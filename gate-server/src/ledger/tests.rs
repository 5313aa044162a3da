use std::sync::Arc;

use chrono::{Duration, NaiveDate};
use rust_decimal::Decimal;
use serde_json::json;

use super::*;
use crate::core::state::{IntegrityCounters, MemberLocks};
use crate::db::collections;
use crate::db::store::{MemoryStore, RecordStore};

fn tz() -> chrono_tz::Tz {
    chrono_tz::America::La_Paz
}

fn today() -> NaiveDate {
    time::local_today(tz())
}

fn service() -> (Arc<MemoryStore>, LedgerService) {
    let store = Arc::new(MemoryStore::new());
    let ledger = LedgerService::new(
        store.clone(),
        Arc::new(MemberLocks::new()),
        Arc::new(IntegrityCounters::new()),
        tz(),
    );
    (store, ledger)
}

async fn seed_member(store: &MemoryStore, id: &str, token: &str, balance: &str) {
    store
        .set(
            collections::MEMBERS,
            id,
            json!({
                "name": "Ana Flores",
                "email": "ana@example.com",
                "balance": balance,
                "status": "active",
                "nfc_token": token,
            }),
            false,
        )
        .await
        .unwrap();
}

async fn seed_plan(store: &MemoryStore, id: &str, price: &str, months: u32) {
    store
        .set(
            collections::PLANS,
            id,
            json!({"name": "Monthly", "price": price, "duration_months": months}),
            false,
        )
        .await
        .unwrap();
}

async fn seed_product(store: &MemoryStore, id: &str, price: &str) {
    store
        .set(
            collections::PRODUCTS,
            id,
            json!({"name": "Protein Bar", "sale_price": price}),
            false,
        )
        .await
        .unwrap();
}

async fn seed_membership(store: &MemoryStore, id: &str, member_id: &str, end: NaiveDate) {
    store
        .set(
            collections::MEMBERSHIPS,
            id,
            json!({
                "member_id": member_id,
                "plan_id": "plan1",
                "status": "active",
                "start_date": (end - Duration::days(30)).to_string(),
                "end_date": end.to_string(),
                "auto_renew": true,
                "price_paid": "25.00",
            }),
            false,
        )
        .await
        .unwrap();
}

async fn member_balance(store: &MemoryStore, id: &str) -> Decimal {
    let record = store
        .get(collections::MEMBERS, id)
        .await
        .unwrap()
        .unwrap();
    serde_json::from_value(record.fields["balance"].clone()).unwrap()
}

async fn active_memberships(store: &Arc<MemoryStore>, member_id: &str) -> Vec<Membership> {
    crate::db::repository::MembershipRepository::new(store.clone() as Arc<dyn RecordStore>)
        .find_active(member_id)
        .await
        .unwrap()
}

async fn monthly_revenue(store: &Arc<MemoryStore>) -> Decimal {
    let dashboard = crate::db::repository::DashboardRepository::new(
        store.clone() as Arc<dyn RecordStore>,
    )
    .load()
    .await
    .unwrap();
    dashboard
        .monthly_revenue
        .get(&time::month_key(today()))
        .copied()
        .unwrap_or_default()
}

// ── renewal_end_date ────────────────────────────────────────────────

#[test]
fn renewal_from_future_end_date_extends() {
    // active until 2024-06-10, buying a 1-month plan on 2024-05-01
    let end = renewal_end_date(
        "2024-05-01".parse().unwrap(),
        Some("2024-06-10".parse().unwrap()),
        1,
    );
    assert_eq!(end, "2024-07-10".parse::<NaiveDate>().unwrap());
}

#[test]
fn renewal_after_expiry_starts_today() {
    let end = renewal_end_date(
        "2024-05-01".parse().unwrap(),
        Some("2024-04-01".parse().unwrap()),
        1,
    );
    assert_eq!(end, "2024-05-31".parse::<NaiveDate>().unwrap());
}

#[test]
fn first_purchase_starts_today() {
    let end = renewal_end_date("2024-05-01".parse().unwrap(), None, 3);
    assert_eq!(end, "2024-07-30".parse::<NaiveDate>().unwrap());
}

// ── payments ────────────────────────────────────────────────────────

#[tokio::test]
async fn insufficient_funds_leaves_balance_untouched() {
    let (store, ledger) = service();
    seed_member(&store, "m1", "card-0001", "10.00").await;
    seed_product(&store, "prod1", "25.00").await;

    let err = ledger.pay_product("card-0001", "prod1").await.unwrap_err();
    assert!(matches!(err, AppError::BusinessRule(_)));
    assert_eq!(member_balance(&store, "m1").await, Decimal::new(1000, 2));
    assert_eq!(monthly_revenue(&store).await, Decimal::ZERO);
}

#[tokio::test]
async fn unknown_member_and_unknown_plan_are_not_found() {
    let (store, ledger) = service();
    seed_member(&store, "m1", "card-0001", "50.00").await;
    seed_plan(&store, "plan1", "25.00", 1).await;

    let err = ledger.pay_membership("missing-card", "plan1").await.unwrap_err();
    assert!(matches!(err, AppError::NotFound(_)));

    let err = ledger.pay_membership("card-0001", "nope").await.unwrap_err();
    assert!(matches!(err, AppError::NotFound(_)));
    assert_eq!(member_balance(&store, "m1").await, Decimal::new(5000, 2));
}

#[tokio::test]
async fn product_purchase_debits_logs_and_rolls_revenue() {
    let (store, ledger) = service();
    seed_member(&store, "m1", "card-0001", "50.00").await;
    seed_product(&store, "prod1", "7.50").await;

    let receipt = ledger.pay_product("card-0001", "prod1").await.unwrap();
    assert_eq!(receipt.new_balance, Decimal::new(4250, 2));
    assert_eq!(member_balance(&store, "m1").await, Decimal::new(4250, 2));
    assert_eq!(monthly_revenue(&store).await, Decimal::new(750, 2));

    let payments = crate::db::repository::PaymentLogRepository::new(
        store.clone() as Arc<dyn RecordStore>,
    )
    .recent(10, 0)
    .await
    .unwrap();
    assert_eq!(payments.len(), 1);
    assert_eq!(payments[0].category, PaymentCategory::Product);
    assert_eq!(payments[0].product_name.as_deref(), Some("Protein Bar"));
}

#[tokio::test]
async fn first_membership_purchase_creates_record() {
    let (store, ledger) = service();
    seed_member(&store, "m1", "card-0001", "50.00").await;
    seed_plan(&store, "plan1", "25.00", 1).await;

    let receipt = ledger.pay_membership("card-0001", "plan1").await.unwrap();
    assert_eq!(receipt.new_balance, Decimal::new(2500, 2));

    let memberships = active_memberships(&store, "m1").await;
    assert_eq!(memberships.len(), 1);
    assert_eq!(memberships[0].start_date, today());
    assert_eq!(memberships[0].end_date, today() + Duration::days(30));
}

#[tokio::test]
async fn renewal_extends_active_membership_in_place() {
    let (store, ledger) = service();
    seed_member(&store, "m1", "card-0001", "50.00").await;
    seed_plan(&store, "plan1", "25.00", 1).await;
    seed_membership(&store, "ms1", "m1", today() + Duration::days(40)).await;

    ledger.pay_membership("card-0001", "plan1").await.unwrap();

    let memberships = active_memberships(&store, "m1").await;
    // updated in place: still a single active record, same id
    assert_eq!(memberships.len(), 1);
    assert_eq!(memberships[0].id, "ms1");
    assert_eq!(memberships[0].end_date, today() + Duration::days(70));
}

#[tokio::test]
async fn renewal_after_expiry_restarts_from_today() {
    let (store, ledger) = service();
    seed_member(&store, "m1", "card-0001", "50.00").await;
    seed_plan(&store, "plan1", "25.00", 1).await;
    // status still says active, but the end date has passed
    seed_membership(&store, "ms1", "m1", today() - Duration::days(10)).await;

    ledger.pay_membership("card-0001", "plan1").await.unwrap();

    let memberships = active_memberships(&store, "m1").await;
    assert_eq!(memberships.len(), 1);
    assert_eq!(memberships[0].end_date, today() + Duration::days(30));
}

#[tokio::test]
async fn concurrent_purchases_never_overdraw() {
    let (store, ledger) = service();
    seed_member(&store, "m1", "card-0001", "30.00").await;
    seed_product(&store, "prod1", "25.00").await;

    let (a, b) = tokio::join!(
        ledger.pay_product("card-0001", "prod1"),
        ledger.pay_product("card-0001", "prod1"),
    );

    // exactly one side passes the sufficiency check
    assert_eq!(a.is_ok() as u8 + b.is_ok() as u8, 1);
    assert_eq!(member_balance(&store, "m1").await, Decimal::new(500, 2));
    assert_eq!(monthly_revenue(&store).await, Decimal::new(2500, 2));
}

#[tokio::test]
async fn revenue_accumulates_across_categories() {
    let (store, ledger) = service();
    seed_member(&store, "m1", "card-0001", "50.00").await;
    seed_plan(&store, "plan1", "25.00", 1).await;
    seed_product(&store, "prod1", "10.00").await;

    ledger.pay_membership("card-0001", "plan1").await.unwrap();
    ledger.pay_product("card-0001", "prod1").await.unwrap();

    assert_eq!(monthly_revenue(&store).await, Decimal::new(3500, 2));
}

» **Work instructions**: Say how many lines in the records contain the word "payments". Nothing but the number is required.

» **Your solution**: 5